Perl Weekly Challenge 024: Inverted Index and Shortest Oneliner

I’ll start with the second task, as the first one is somehow different (see below).

Inverted Index

Create a script to implement full text search functionality using Inverted Index.

An inverted index is an index storing a mapping from content to its location. I chose to store the filename and line number for all words in a given list of files.
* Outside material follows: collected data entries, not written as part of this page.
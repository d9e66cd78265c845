//! Tabulation over a 3-D integer box
//!
//! The expression is parsed once, then evaluated at every integer point of
//! the inclusive box. Arithmetic failures at a point (overflow, division by
//! zero, illegal operands) leave that cell undefined and never stop the
//! other cells. Only a bad domain tag, a bad expression, or a grid over the
//! configured size fails the request as a whole.
//!
//! # Example
//!
//! ```rust
//! use gentab::expression::tabulator::tabulate;
//!
//! let table = tabulate("i", "1 / x", -1, 1, 0, 0, 0, 0).unwrap();
//! let grid = table.as_int().unwrap();
//! assert_eq!(grid.get(0, 0, 0), Some(&-1));
//! assert_eq!(grid.get(1, 0, 0), None);
//! assert_eq!(grid.get(2, 0, 0), Some(&1));
//! ```
//!
//! # Feature Flag
//!
//! With the `parallel` feature the x-planes of the grid are evaluated on
//! rayon's thread pool. Cell placement is by index, so the result is the
//! same either way.

use std::ops::RangeInclusive;

use num_bigint::BigInt;
use serde::{Deserialize, Serialize};

#[cfg(feature = "rayon")]
use rayon::prelude::*;

use super::ast::Expr;
use super::domain::{BigInteger, CheckedInt, Domain, DomainKind, Float};
use super::error::TabulateError;
use super::grid::Grid;
use super::parser::ExpressionParser;

/// Inclusive coordinate ranges of a tabulation box
#[derive(Debug, Clone, PartialEq, Eq)]
pub struct Bounds {
    /// Range of `x`
    pub x: RangeInclusive<i32>,
    /// Range of `y`
    pub y: RangeInclusive<i32>,
    /// Range of `z`
    pub z: RangeInclusive<i32>,
}

impl Bounds {
    /// Create bounds from three inclusive ranges
    pub fn new(x: RangeInclusive<i32>, y: RangeInclusive<i32>, z: RangeInclusive<i32>) -> Self {
        Self { x, y, z }
    }

    /// Lowest corner of the box
    pub fn origin(&self) -> [i32; 3] {
        [*self.x.start(), *self.y.start(), *self.z.start()]
    }

    /// Number of points along each axis; an inverted range has none
    pub fn shape(&self) -> [u64; 3] {
        let extent = |range: &RangeInclusive<i32>| {
            let (lo, hi) = (i64::from(*range.start()), i64::from(*range.end()));
            if hi < lo {
                0
            } else {
                (hi - lo + 1) as u64
            }
        };
        [extent(&self.x), extent(&self.y), extent(&self.z)]
    }

    /// Total number of points
    pub fn cell_count(&self) -> u128 {
        self.shape().iter().map(|&n| u128::from(n)).product()
    }
}

/// Tabulator limits
#[derive(Debug, Clone, Copy, Default, PartialEq, Eq)]
pub struct TabulatorConfig {
    /// Refuse grids with more cells than this (None = no limit)
    pub max_cells: Option<usize>,
}

impl TabulatorConfig {
    /// Create a configuration with default values
    pub fn new() -> Self {
        Self::default()
    }

    /// Set the maximum number of cells per grid
    pub fn with_max_cells(mut self, max_cells: usize) -> Self {
        self.max_cells = Some(max_cells);
        self
    }
}

/// Tabulation result for whichever domain was selected
#[derive(Debug, Clone, PartialEq, Serialize, Deserialize)]
pub enum Table {
    /// Checked 32-bit integer results
    Int(Grid<i32>),
    /// Floating point results
    Float(Grid<f64>),
    /// Arbitrary-precision results
    BigInteger(Grid<BigInt>),
}

impl Table {
    /// The domain the table was computed in
    pub fn kind(&self) -> DomainKind {
        match self {
            Table::Int(_) => DomainKind::CheckedInt,
            Table::Float(_) => DomainKind::Float,
            Table::BigInteger(_) => DomainKind::BigInteger,
        }
    }

    /// Extent along x, y and z
    pub fn shape(&self) -> [usize; 3] {
        match self {
            Table::Int(grid) => grid.shape(),
            Table::Float(grid) => grid.shape(),
            Table::BigInteger(grid) => grid.shape(),
        }
    }

    /// Number of undefined cells
    pub fn undefined_count(&self) -> usize {
        match self {
            Table::Int(grid) => grid.undefined_count(),
            Table::Float(grid) => grid.undefined_count(),
            Table::BigInteger(grid) => grid.undefined_count(),
        }
    }

    /// The integer grid, if this table holds one
    pub fn as_int(&self) -> Option<&Grid<i32>> {
        match self {
            Table::Int(grid) => Some(grid),
            _ => None,
        }
    }

    /// The floating point grid, if this table holds one
    pub fn as_float(&self) -> Option<&Grid<f64>> {
        match self {
            Table::Float(grid) => Some(grid),
            _ => None,
        }
    }

    /// The arbitrary-precision grid, if this table holds one
    pub fn as_big_integer(&self) -> Option<&Grid<BigInt>> {
        match self {
            Table::BigInteger(grid) => Some(grid),
            _ => None,
        }
    }

    /// Nested JSON arrays `[x][y][z]` with `null` for undefined cells.
    ///
    /// Big integers are written as decimal strings so no precision is lost;
    /// non-finite floats become `null`.
    pub fn to_json(&self) -> serde_json::Value {
        match self {
            Table::Int(grid) => grid.to_json_with(|v| serde_json::Value::from(*v)),
            Table::Float(grid) => grid.to_json_with(|v| serde_json::Value::from(*v)),
            Table::BigInteger(grid) => grid.to_json_with(|v| serde_json::Value::String(v.to_string())),
        }
    }
}

/// Parses expressions and tabulates them in a chosen domain
#[derive(Debug, Clone)]
pub struct Tabulator {
    parser: ExpressionParser,
    config: TabulatorConfig,
}

impl Default for Tabulator {
    fn default() -> Self {
        Self::new()
    }
}

impl Tabulator {
    /// Tabulator using the standard precedence table
    pub fn new() -> Self {
        Self {
            parser: ExpressionParser::standard(),
            config: TabulatorConfig::default(),
        }
    }

    /// Replace the expression parser
    pub fn with_parser(mut self, parser: ExpressionParser) -> Self {
        self.parser = parser;
        self
    }

    /// Replace the limits
    pub fn with_config(mut self, config: TabulatorConfig) -> Self {
        self.config = config;
        self
    }

    /// Parse `expression` and tabulate it in the domain named by `mode`
    pub fn tabulate_mode(
        &self,
        mode: &str,
        expression: &str,
        bounds: &Bounds,
    ) -> Result<Table, TabulateError> {
        let kind: DomainKind = mode.parse()?;
        self.tabulate(kind, expression, bounds)
    }

    /// Parse `expression` and tabulate it in domain `kind`
    pub fn tabulate(
        &self,
        kind: DomainKind,
        expression: &str,
        bounds: &Bounds,
    ) -> Result<Table, TabulateError> {
        let expr = self.parser.parse(expression)?;
        Ok(match kind {
            DomainKind::CheckedInt => Table::Int(self.tabulate_with(&CheckedInt, &expr, bounds)?),
            DomainKind::Float => Table::Float(self.tabulate_with(&Float, &expr, bounds)?),
            DomainKind::BigInteger => {
                Table::BigInteger(self.tabulate_with(&BigInteger, &expr, bounds)?)
            }
        })
    }

    /// Tabulate an already parsed expression in any domain
    pub fn tabulate_with<D: Domain>(
        &self,
        domain: &D,
        expr: &Expr,
        bounds: &Bounds,
    ) -> Result<Grid<D::Value>, TabulateError> {
        let [nx, ny, nz] = self.check_size(bounds)?;
        log_debug!(
            "tabulating {} in {} domain over {}x{}x{} cells",
            expr,
            domain.name(),
            nx,
            ny,
            nz
        );

        let axis = |range: &RangeInclusive<i32>, n: usize| -> Vec<D::Value> {
            range.clone().take(n).map(|v| domain.from_int(v)).collect()
        };
        let xs = axis(&bounds.x, nx);
        let ys = axis(&bounds.y, ny);
        let zs = axis(&bounds.z, nz);

        let cells = evaluate_cells(domain, expr, &xs, &ys, &zs);
        let shape = [nx, ny, nz];
        let grid = Grid::from_cells(bounds.origin(), shape, cells).ok_or(
            TabulateError::RangeTooLarge {
                cells: bounds.cell_count(),
                limit: usize::MAX,
            },
        )?;
        log_debug!("tabulation done, {} undefined cells", grid.undefined_count());
        Ok(grid)
    }

    /// Validate the grid size and return its shape
    fn check_size(&self, bounds: &Bounds) -> Result<[usize; 3], TabulateError> {
        let cells = bounds.cell_count();
        let limit = self.config.max_cells.unwrap_or(usize::MAX);
        let [nx, ny, nz] = bounds.shape();
        let too_large = || TabulateError::RangeTooLarge { cells, limit };
        if cells > limit as u128 {
            return Err(too_large());
        }
        let axis = |n: u64| usize::try_from(n).map_err(|_| too_large());
        Ok([axis(nx)?, axis(ny)?, axis(nz)?])
    }
}

/// Values for one x-plane, `y` major and `z` minor
fn evaluate_plane<D: Domain>(
    domain: &D,
    expr: &Expr,
    x: &D::Value,
    ys: &[D::Value],
    zs: &[D::Value],
) -> Vec<Option<D::Value>> {
    let mut plane = Vec::with_capacity(ys.len() * zs.len());
    for y in ys {
        for z in zs {
            plane.push(expr.evaluate(domain, x, y, z).ok());
        }
    }
    plane
}

#[cfg(feature = "rayon")]
fn evaluate_cells<D: Domain>(
    domain: &D,
    expr: &Expr,
    xs: &[D::Value],
    ys: &[D::Value],
    zs: &[D::Value],
) -> Vec<Option<D::Value>> {
    let planes: Vec<Vec<Option<D::Value>>> = xs
        .par_iter()
        .map(|x| evaluate_plane(domain, expr, x, ys, zs))
        .collect();
    planes.into_iter().flatten().collect()
}

#[cfg(not(feature = "rayon"))]
fn evaluate_cells<D: Domain>(
    domain: &D,
    expr: &Expr,
    xs: &[D::Value],
    ys: &[D::Value],
    zs: &[D::Value],
) -> Vec<Option<D::Value>> {
    xs.iter()
        .flat_map(|x| evaluate_plane(domain, expr, x, ys, zs))
        .collect()
}

/// Tabulate `expression` in the domain named by `mode` (`"i"`, `"d"`, `"bi"`)
/// over `x1..=x2`, `y1..=y2`, `z1..=z2`
#[allow(clippy::too_many_arguments)]
pub fn tabulate(
    mode: &str,
    expression: &str,
    x1: i32,
    x2: i32,
    y1: i32,
    y2: i32,
    z1: i32,
    z2: i32,
) -> Result<Table, TabulateError> {
    Tabulator::new().tabulate_mode(mode, expression, &Bounds::new(x1..=x2, y1..=y2, z1..=z2))
}

#[cfg(test)]
mod tests {
    use super::*;
    use crate::expression::error::SyntaxErrorKind;

    #[test]
    fn test_fault_isolation() {
        let table = tabulate("i", "1 / x", -1, 1, 0, 0, 0, 0).unwrap();
        assert_eq!(table.shape(), [3, 1, 1]);
        let grid = table.as_int().unwrap();
        assert_eq!(grid.cells(), &[Some(-1), None, Some(1)]);
    }

    #[test]
    fn test_unknown_mode() {
        assert_eq!(
            tabulate("q", "x", 0, 0, 0, 0, 0, 0),
            Err(TabulateError::UnknownDomain("q".to_string()))
        );
    }

    #[test]
    fn test_syntax_error_aborts() {
        let err = tabulate("d", "x +", 0, 5, 0, 5, 0, 5).unwrap_err();
        assert!(matches!(
            err,
            TabulateError::Syntax(ref e) if e.kind == SyntaxErrorKind::MissingArgument { found: None }
        ));
    }

    #[test]
    fn test_shape_and_order() {
        let table = tabulate("i", "100 * x + 10 * y + z", 1, 2, 3, 4, 5, 7).unwrap();
        assert_eq!(table.shape(), [2, 2, 3]);
        let grid = table.as_int().unwrap();
        assert_eq!(grid.get(0, 0, 0), Some(&135));
        assert_eq!(grid.get(1, 1, 2), Some(&247));
        assert_eq!(grid.at(2, 3, 6), Some(&236));
    }

    #[test]
    fn test_inverted_range_is_empty() {
        let table = tabulate("bi", "x", 3, 2, 0, 0, 0, 0).unwrap();
        assert_eq!(table.shape(), [0, 1, 1]);
        assert_eq!(table.undefined_count(), 0);
    }

    #[test]
    fn test_domains_differ_on_overflow() {
        let expr = "x * x * x";
        let bounds = Bounds::new(2000..=2000, 0..=0, 0..=0);
        let tabulator = Tabulator::new();
        let int = tabulator.tabulate(DomainKind::CheckedInt, expr, &bounds).unwrap();
        let big = tabulator.tabulate(DomainKind::BigInteger, expr, &bounds).unwrap();
        assert_eq!(int.undefined_count(), 1);
        assert_eq!(
            big.as_big_integer().unwrap().get(0, 0, 0),
            Some(&BigInt::from(8_000_000_000i64))
        );
    }

    #[test]
    fn test_max_cells() {
        let tabulator = Tabulator::new().with_config(TabulatorConfig::new().with_max_cells(8));
        let ok = tabulator.tabulate_mode("i", "x", &Bounds::new(0..=1, 0..=1, 0..=1));
        assert!(ok.is_ok());
        let err = tabulator
            .tabulate_mode("i", "x", &Bounds::new(0..=2, 0..=1, 0..=1))
            .unwrap_err();
        assert_eq!(err, TabulateError::RangeTooLarge { cells: 12, limit: 8 });
    }

    #[test]
    fn test_full_i32_axis_shape() {
        let bounds = Bounds::new(i32::MIN..=i32::MAX, 0..=0, 0..=0);
        assert_eq!(bounds.shape(), [1 << 32, 1, 1]);
        assert_eq!(bounds.cell_count(), 1 << 32);
    }

    #[test]
    fn test_to_json() {
        let table = tabulate("bi", "10 ** 20 / x", -1, 1, 0, 0, 0, 0).unwrap();
        assert_eq!(
            table.to_json().to_string(),
            r#"[[["-100000000000000000000"]],[[null]],[["100000000000000000000"]]]"#
        );
        let floats = tabulate("d", "x / 2", 1, 1, 0, 0, 0, 0).unwrap();
        assert_eq!(floats.to_json().to_string(), "[[[0.5]]]");
    }
}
I decided to use a Perl structure instead of a database to store the index, and to use Storable to make it persistent. A hash of hashes of arrays seemed the most natural to me, storing for the line numbers in the inner array for each file name for each word. I started writing the main program:

my $action = shift;

my %dispatch = (
    help   => \&help,
    create => \&create,
    search => \&search,

my $run = $dispatch{$action} // \&unknown;


The defined-or operator // is probably familiar to everyone nowadays, but remembering my struggles with Perl 5.8.3 at my $job - 1 four years ago, I still prefer to add

use Syntax::Construct qw{ // };

whenever I use it. If you’re on 5.10+, nothing will happen, but people on older Perl versions will get a meaningful error message telling them they need 5.10 at least to run the program, instead of the standard Search pattern not terminated at ...
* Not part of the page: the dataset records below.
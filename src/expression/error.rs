//! Error types for parsing, evaluation and tabulation
//!
//! Failures travel through separate channels because they are recovered at
//! different scopes:
//!
//! - [`SyntaxError`] aborts the whole `parse` call.
//! - [`EvalError`] aborts a single evaluation. The tabulator turns it into an
//!   undefined cell; direct callers of `Expr::evaluate` see it as-is.
//! - [`TabulateError`] is what a tabulation request can fail with: a bad
//!   domain tag, a bad expression, or a grid over the configured size.
//!
//! # Example Output
//!
//! ```text
//! Error at line 1, column 7: expected ')', found end of input
//! (x + y
//!       ^
//! ```

use std::fmt;

use super::source_location::SourcePosition;

/// Render an optional lookahead character for messages
pub(crate) fn describe(found: Option<char>) -> String {
    match found {
        Some(c) => format!("'{}'", c),
        None => "end of input".to_string(),
    }
}

/// What went wrong while parsing
#[derive(Debug, Clone, PartialEq, Eq)]
pub enum SyntaxErrorKind {
    /// A specific symbol was required but something else was found
    UnexpectedSymbol {
        /// The symbol the parser required
        expected: String,
        /// The symbol actually found (`None` at end of input)
        found: Option<char>,
    },
    /// An operand was required (number, variable or parenthesized expression)
    MissingArgument {
        /// The symbol found instead (`None` at end of input)
        found: Option<char>,
    },
    /// Input continues after a complete expression
    ExtraTrailingInput {
        /// First character of the trailing input
        found: char,
    },
    /// The operator factory does not know a lexeme from the precedence table
    UnknownOperator(String),
    /// Parentheses or operator chains nested deeper than the configured limit
    NestingTooDeep {
        /// The configured maximum depth
        limit: usize,
    },
}

impl fmt::Display for SyntaxErrorKind {
    fn fmt(&self, f: &mut fmt::Formatter<'_>) -> fmt::Result {
        match self {
            SyntaxErrorKind::UnexpectedSymbol { expected, found } => {
                write!(f, "expected '{}', found {}", expected, describe(*found))
            }
            SyntaxErrorKind::MissingArgument { found } => {
                write!(f, "missing argument, found {}", describe(*found))
            }
            SyntaxErrorKind::ExtraTrailingInput { found } => {
                write!(f, "unexpected symbol '{}' after end of expression", found)
            }
            SyntaxErrorKind::UnknownOperator(op) => write!(f, "unknown operator '{}'", op),
            SyntaxErrorKind::NestingTooDeep { limit } => {
                write!(f, "expression nested deeper than {} levels", limit)
            }
        }
    }
}

/// A positioned parse failure
#[derive(Debug, Clone, PartialEq, Eq)]
pub struct SyntaxError {
    /// What went wrong
    pub kind: SyntaxErrorKind,
    /// Where the lookahead was when it went wrong
    pub position: SourcePosition,
}

impl SyntaxError {
    /// Create a new syntax error
    pub fn new(kind: SyntaxErrorKind, position: SourcePosition) -> Self {
        Self { kind, position }
    }

    /// Format with the offending source line and a caret under the column
    pub fn format_with_source(&self, source: &str) -> String {
        let mut output = format!("{}\n", self);
        output.push_str(self.position.line_text(source));
        output.push('\n');
        for _ in 0..self.position.column.saturating_sub(1) {
            output.push(' ');
        }
        output.push_str("^\n");
        output
    }
}

impl fmt::Display for SyntaxError {
    fn fmt(&self, f: &mut fmt::Formatter<'_>) -> fmt::Result {
        write!(f, "Error at {}: {}", self.position, self.kind)
    }
}

impl std::error::Error for SyntaxError {}

/// Arithmetic failure during a single evaluation
#[derive(Debug, Clone, PartialEq, Eq)]
pub enum EvalError {
    /// The exact result does not fit the fixed-width representation
    Overflow {
        /// Rendering of the failed operation, e.g. `2147483647 + 1`
        operation: String,
    },
    /// Zero divisor
    DivisionByZero,
    /// Operand outside the operation's domain (log base, negative exponent, `0 ** 0`)
    IllegalOperand(String),
    /// The numeric domain does not implement this operator
    Unsupported {
        /// Operator lexeme
        operation: &'static str,
        /// Domain name
        domain: &'static str,
    },
}

impl fmt::Display for EvalError {
    fn fmt(&self, f: &mut fmt::Formatter<'_>) -> fmt::Result {
        match self {
            EvalError::Overflow { operation } => write!(f, "overflow: {}", operation),
            EvalError::DivisionByZero => write!(f, "division by zero"),
            EvalError::IllegalOperand(msg) => write!(f, "illegal operand: {}", msg),
            EvalError::Unsupported { operation, domain } => {
                write!(f, "operator '{}' is not supported by the {} domain", operation, domain)
            }
        }
    }
}

impl std::error::Error for EvalError {}

/// Result of a single evaluation
pub type EvalResult<T> = Result<T, EvalError>;

/// Failure of a whole tabulation request
#[derive(Debug, Clone, PartialEq, Eq)]
pub enum TabulateError {
    /// The domain tag is not one of `i`, `d`, `bi`
    UnknownDomain(String),
    /// The expression did not parse
    Syntax(SyntaxError),
    /// The requested grid exceeds the configured cell limit
    RangeTooLarge {
        /// Requested number of cells
        cells: u128,
        /// Configured maximum
        limit: usize,
    },
}

impl fmt::Display for TabulateError {
    fn fmt(&self, f: &mut fmt::Formatter<'_>) -> fmt::Result {
        match self {
            TabulateError::UnknownDomain(tag) => write!(f, "unsupported mode: {}", tag),
            TabulateError::Syntax(err) => write!(f, "{}", err),
            TabulateError::RangeTooLarge { cells, limit } => write!(
                f,
                "grid of {} cells exceeds the limit of {} cells",
                cells, limit
            ),
        }
    }
}

impl std::error::Error for TabulateError {
    fn source(&self) -> Option<&(dyn std::error::Error + 'static)> {
        match self {
            TabulateError::Syntax(err) => Some(err),
            _ => None,
        }
    }
}

impl From<SyntaxError> for TabulateError {
    fn from(err: SyntaxError) -> Self {
        TabulateError::Syntax(err)
    }
}

#[cfg(test)]
mod tests {
    use super::*;

    #[test]
    fn test_syntax_error_display() {
        let err = SyntaxError::new(
            SyntaxErrorKind::UnexpectedSymbol {
                expected: ")".to_string(),
                found: None,
            },
            SourcePosition::new(6, 1, 7),
        );
        assert_eq!(
            err.to_string(),
            "Error at line 1, column 7: expected ')', found end of input"
        );
    }

    #[test]
    fn test_format_with_source() {
        let err = SyntaxError::new(
            SyntaxErrorKind::MissingArgument { found: Some('?') },
            SourcePosition::new(4, 1, 5),
        );
        let formatted = err.format_with_source("x + ?");
        assert!(formatted.contains("missing argument, found '?'"));
        assert!(formatted.ends_with("x + ?\n    ^\n"));
    }

    #[test]
    fn test_eval_error_display() {
        assert_eq!(EvalError::DivisionByZero.to_string(), "division by zero");
        let err = EvalError::Unsupported {
            operation: ">>>",
            domain: "float",
        };
        assert!(err.to_string().contains(">>>"));
    }

    #[test]
    fn test_tabulate_error_from_syntax() {
        let syntax = SyntaxError::new(
            SyntaxErrorKind::ExtraTrailingInput { found: ')' },
            SourcePosition::start(),
        );
        let err: TabulateError = syntax.clone().into();
        assert_eq!(err, TabulateError::Syntax(syntax));
        assert!(std::error::Error::source(&err).is_some());
    }
}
Some of the subroutines are obvious:

sub help {
    say STDERR "Usage: $0 help";
    say STDERR "       $0 create index doc1 doc2...";
    say STDERR "       $0 search index term";

sub unknown {
    die "Unknown action\n";

To implement a persistent index, we need to add

use Storable qw{ store retrieve };

Creating the index is simple. Loop over the files, populate the structure, and save it when done. We can take advantage of the $. variable to get the current line number. Note that a “word” corresponds to Perl’s notion, i.e. \w+.

sub create {
    my ($index_file, @documents) = @_;
    my %index;
    for my $document (@documents) {
        warn $document;
        open my $in, '<', $document or die  "$document: $!";
        while (<$in>) {
            push @{ $index{$1}{$document} }, $. while /(\w+)/g;
    store(\%index, $index_file);

Searching is even simpler: populate the structure and output the filenames and line numbers corresponding to the given term.

sub search {
    my ($index_file, $term) = @_;
    my %index = %{ retrieve($index_file) };
    for my $document (keys %{ $index{$term} }) {
        say "$document: ", join ' ', @{ $index{$term}{$document} };

Shortest Oneliner

Create a smallest script in terms of size that on execution doesn’t throw any error. The script doesn’t have to do anything special. You could even come up with smallest one-liner.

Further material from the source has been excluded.